When you are busted for doping you need to shut up. This is because the more you talk, the worse you sound. The best dopers are Eastern European because they say nothing when they get busted. And when they get through shutting up, you know what they do?

They shut up some more.

Sorry not sorry

I had hoped that posting about Steve Strickler and his sorry, cheating, doping behavior would help him do what he needs to do: Shut up. This is because when you are a lying, doping cheater, nothing you say is going to help your cause except exactly the thing you cannot say, which is this:

I am sorry for lying to and cheating my friends, family, fellow competitors, race promoters, and race sponsors. I am a liar and a cheat and I have tarnished all the people who believed that I was an honest athlete and who raced on my team. I am going to go away now and ride my bike and try to make sense of how I could be such a narcissistic, lying cheat.

Instead, Strickler chose to post this non-apology on Facebook, and yes, I will help break it down. It is pretty fucked up.

What it all means, line by line

  1. “It has been brought to my attention, that it is important for those connected to bicycle racing to understand the current situation about my recent ban.” Wanky interp: People are calling me out as a liar and a cheat, especially that asshole blogger Seth. I wouldn’t have said anything about this unless publicly pressured. I feel no guilt about this at all but I am going to re-direct you in case you have been paying attention to facts.
  2. “In November of 2017, I received a full knee replacement. On the direction of my doctor, and with standard testosterone therapy prescription I started to replace my low testosterone in March of 2018 to aid in my recover and for overall well-being.” Wanky interp: My cheating was medically necessary. Because my doctor prescribed me banned drugs for overall well-being, cheating is okay. Don’t you feel sorry for me now?
  3. “I had absolutely no intentions of racing in 2018.” Wanky interp: I didn’t plan to cheat, it just happened. Like rain.
  4. “Impulsively at a last moment I decided to go to the Dana Point Grand Pre.” Wanky interp: Doping is okay if it is done at the last moment and misspelled.
  5. “I knew I would not be competitive, I just wanted to be there to support the event and the cycling community.” Wanky interp: I was doping for YOU.
  6. “The results of that choice are now public and will forever be such. I can’t alter this bad choice.” Wanky interp: I got caught. FML.
  7. “This was the one and only race I attended this year.” Wanky interp: Cheating once is okay, and I never ever cheated before this. Really!
  8. “I was randomly selected in the field and yes, I tested positive for a banned substance.” Wanky interp: It was pretty unfair that I got caught.
  9. “I accept full responsibility for this choice and the ban that comes with my choice.” Wanky interp: I’m not going to apologize because I did nothing wrong besides getting caught.
  10. “However, I do not want this choice and set up circumstances to define me or my 30 years of cycling.” Wanky interp: I never cheated before, I promise.
  11. “I will seek to make something good from this, for me personally and for the sport that I love so much.” Wanky interp: No apologies, no refunds, just a vague promise to be a good boy while I sit in the corner.
  12. “I am asking nothing in return from anyone. I just feel this needs to be in context, to this situation, and was asked by someone I respect to provide that context.” Wanky interp: I didn’t cheat and my situation is really unique.
  13. “I am not excusing myself, just explaining.” Wanky interp: I did nothing wrong.

Mental mishmash

There are really only a couple of issues here that need to be addressed, as the whole thing is so absurdly self-serving as to barely warrant reading with a straight face.

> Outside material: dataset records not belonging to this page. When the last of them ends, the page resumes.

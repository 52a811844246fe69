//! Tabular extraction result and its persisted forms.

use std::fmt;
use std::io::Write;
use std::path::{Path, PathBuf};

use chrono::{DateTime, Local};
use serde::Serialize;
use serde_json::{Map, Value};

use crate::error::{ExtractionError, Result};
use crate::types::schema::{FieldSpec, LISTINGS_KEY};

/// Rows of string values under exactly the requested columns.
///
/// Built fresh by each run; rows are only appended by the merger.
#[derive(Debug, Clone, PartialEq, Eq, Serialize)]
pub struct ExtractionTable {
    columns: Vec<String>,
    rows: Vec<Vec<String>>,
}

impl ExtractionTable {
    /// An empty table with the given headers.
    pub fn empty(fields: &FieldSpec) -> Self {
        Self {
            columns: fields.to_vec(),
            rows: Vec::new(),
        }
    }

    pub(crate) fn push_row(&mut self, row: Vec<String>) {
        debug_assert_eq!(row.len(), self.columns.len());
        self.rows.push(row);
    }

    pub fn columns(&self) -> &[String] {
        &self.columns
    }

    pub fn rows(&self) -> &[Vec<String>] {
        &self.rows
    }

    /// Number of rows.
    pub fn len(&self) -> usize {
        self.rows.len()
    }

    pub fn is_empty(&self) -> bool {
        self.rows.is_empty()
    }

    /// Cell at `row` under `column`.
    pub fn get(&self, row: usize, column: &str) -> Option<&str> {
        let col = self.columns.iter().position(|c| c == column)?;
        self.rows.get(row).map(|r| r[col].as_str())
    }

    /// All values of one column, top to bottom.
    pub fn column(&self, column: &str) -> Option<Vec<&str>> {
        let col = self.columns.iter().position(|c| c == column)?;
        Some(self.rows.iter().map(|r| r[col].as_str()).collect())
    }

    /// Rows as ordered JSON objects.
    pub fn records(&self) -> Vec<Map<String, Value>> {
        self.rows
            .iter()
            .map(|row| {
                self.columns
                    .iter()
                    .cloned()
                    .zip(row.iter().cloned().map(Value::String))
                    .collect()
            })
            .collect()
    }

    /// `{"listings": [...]}`, keys in column order.
    pub fn to_json(&self) -> Value {
        let records: Vec<Value> = self.records().into_iter().map(Value::Object).collect();
        let mut root = Map::new();
        root.insert(LISTINGS_KEY.to_string(), Value::Array(records));
        Value::Object(root)
    }

    /// Write CSV with a header row. Values are written verbatim; quoting is
    /// left to the CSV writer.
    pub fn write_csv<W: Write>(&self, writer: W) -> Result<()> {
        let mut csv_writer = csv::Writer::from_writer(writer);
        csv_writer.write_record(&self.columns).map_err(export_error)?;
        for row in &self.rows {
            csv_writer.write_record(row).map_err(export_error)?;
        }
        csv_writer.flush().map_err(export_error)?;
        Ok(())
    }

    pub fn to_csv_string(&self) -> Result<String> {
        let mut buffer = Vec::new();
        self.write_csv(&mut buffer)?;
        String::from_utf8(buffer).map_err(export_error)
    }

    pub fn save_csv(&self, path: impl AsRef<Path>) -> Result<()> {
        let file = std::fs::File::create(path.as_ref()).map_err(export_error)?;
        self.write_csv(file)
    }

    pub fn save_json(&self, path: impl AsRef<Path>) -> Result<()> {
        let file = std::fs::File::create(path.as_ref()).map_err(export_error)?;
        serde_json::to_writer_pretty(file, &self.to_json()).map_err(export_error)
    }

    /// Save as `extracted_data_<YYYYMMDD_HHMMSS>.csv` under `dir`, creating it if missing.
    pub fn save_timestamped_csv(&self, dir: impl AsRef<Path>) -> Result<PathBuf> {
        let dir = dir.as_ref();
        std::fs::create_dir_all(dir).map_err(export_error)?;
        let path = dir.join(timestamped_file_name(Local::now(), "csv"));
        self.save_csv(&path)?;
        Ok(path)
    }
}

/// `extracted_data_<YYYYMMDD_HHMMSS>.<extension>`
pub fn timestamped_file_name(at: DateTime<Local>, extension: &str) -> String {
    format!("extracted_data_{}.{}", at.format("%Y%m%d_%H%M%S"), extension)
}

fn export_error(e: impl std::error::Error + Send + Sync + 'static) -> ExtractionError {
    ExtractionError::Export(Box::new(e))
}

/// Plain-text grid with a leading `Index` column.
impl fmt::Display for ExtractionTable {
    fn fmt(&self, f: &mut fmt::Formatter<'_>) -> fmt::Result {
        let index_header = "Index";
        let index_width = index_header
            .len()
            .max(self.rows.len().saturating_sub(1).to_string().len());

        let widths: Vec<usize> = self
            .columns
            .iter()
            .enumerate()
            .map(|(i, c)| {
                self.rows
                    .iter()
                    .map(|r| r[i].chars().count())
                    .chain(std::iter::once(c.chars().count()))
                    .max()
                    .unwrap_or(0)
            })
            .collect();

        write!(f, "{:<index_width$}", index_header)?;
        for (column, width) in self.columns.iter().zip(&widths) {
            write!(f, "  {:<width$}", column, width = *width)?;
        }
        writeln!(f)?;

        for (i, row) in self.rows.iter().enumerate() {
            write!(f, "{:<index_width$}", i)?;
            for (value, width) in row.iter().zip(&widths) {
                write!(f, "  {:<width$}", value, width = *width)?;
            }
            writeln!(f)?;
        }
        Ok(())
    }
}

#[cfg(test)]
mod tests {
    use super::*;
    use chrono::TimeZone;

    fn sample() -> ExtractionTable {
        let fields = FieldSpec::new(["name", "price"]).unwrap();
        let mut table = ExtractionTable::empty(&fields);
        table.push_row(vec!["Desk, oak".to_string(), "120".to_string()]);
        table.push_row(vec!["Lamp \"Arc\"".to_string(), String::new()]);
        table
    }

    #[test]
    fn test_empty_table_keeps_headers() {
        let fields = FieldSpec::new(["a", "b"]).unwrap();
        let table = ExtractionTable::empty(&fields);
        assert!(table.is_empty());
        assert_eq!(table.columns(), &["a".to_string(), "b".to_string()]);
        assert_eq!(table.to_csv_string().unwrap(), "a,b\n");
    }

    #[test]
    fn test_csv_header_follows_field_order_and_values_are_verbatim() {
        let csv = sample().to_csv_string().unwrap();
        let mut reader = csv::Reader::from_reader(csv.as_bytes());

        let headers: Vec<String> = reader.headers().unwrap().iter().map(String::from).collect();
        assert_eq!(headers, vec!["name", "price"]);

        let rows: Vec<Vec<String>> = reader
            .records()
            .map(|r| r.unwrap().iter().map(String::from).collect())
            .collect();
        assert_eq!(rows[0], vec!["Desk, oak", "120"]);
        assert_eq!(rows[1], vec!["Lamp \"Arc\"", ""]);
    }

    #[test]
    fn test_to_json_keeps_column_order() {
        let json = sample().to_json();
        let first = json["listings"][0].as_object().unwrap();
        let keys: Vec<&String> = first.keys().collect();
        assert_eq!(keys, vec!["name", "price"]);
        assert_eq!(json["listings"][1]["price"], "");
    }

    #[test]
    fn test_cell_and_column_access() {
        let table = sample();
        assert_eq!(table.get(0, "price"), Some("120"));
        assert_eq!(table.get(5, "price"), None);
        assert_eq!(table.get(0, "missing"), None);
        assert_eq!(table.column("name").unwrap(), vec!["Desk, oak", "Lamp \"Arc\""]);
    }

    #[test]
    fn test_timestamped_file_name() {
        let at = Local.with_ymd_and_hms(2024, 3, 9, 14, 5, 7).unwrap();
        assert_eq!(
            timestamped_file_name(at, "csv"),
            "extracted_data_20240309_140507.csv"
        );
    }

    #[test]
    fn test_save_timestamped_csv_creates_directory() {
        let tmp = tempfile::tempdir().unwrap();
        let dir = tmp.path().join("output");

        let path = sample().save_timestamped_csv(&dir).unwrap();

        assert!(path.starts_with(&dir));
        let written = std::fs::read_to_string(path).unwrap();
        assert!(written.starts_with("name,price\n"));
    }

    #[test]
    fn test_display_has_index_column() {
        let rendered = sample().to_string();
        let mut lines = rendered.lines();
        assert!(lines.next().unwrap().starts_with("Index  name"));
        assert!(lines.next().unwrap().starts_with("0      Desk, oak"));
    }
}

First is Steve’s suggestion that this was a one-off, medically necessary step that he blundered into. He insinuates that the testosterone was medically necessary by juxtaposing it with a knee operation as if testosterone replacement therapy has something to do with knee surgery. Of course it doesn’t, and Steve admits that it’s simply a “well-being” thing.

This is a key part of his plea, the idea that at age 58 he suddenly needed the testosterone. He’s hoping you are stupid enough to think that putting “knee replacement surgery” and “standard testosterone therapy” in the same paragraph makes the two related.

If Steve were telling the truth, all he would have to do is find a neutral third party and authorize that party to get copies of his medical records for the past ten years, redacting them except as they show that he received the doping therapy only in March, 2018. Of course the problem with this approach is that Steve’s story may well be one big fat lie, and his medical records may well show that he has been doping for years. If he’s telling the truth, why not release the records? It would at least prove that he came to doping recently, and not, say, during the years when he dominated and, you know, won that national title. And all those races in 2017. And 2016. And 2015. And etcetera.

Second is Steve’s insinuation that he has never cheated before. As a fellow leaky prostate masters racer, why would anyone believe him? What is more believable, that he has been doping for years, or that this is the only time he doped? If someone gets busted for DUI, by the way, they have typically driven drunk 80 times before they get caught. With cycling, I’d argue that dopers use drugs even more because testing is so rare. People who wind up in the snare are much more likely to be in the Kayle LeoGrande mold than the accidental old fellow who mistakenly took the green pill instead of the white one.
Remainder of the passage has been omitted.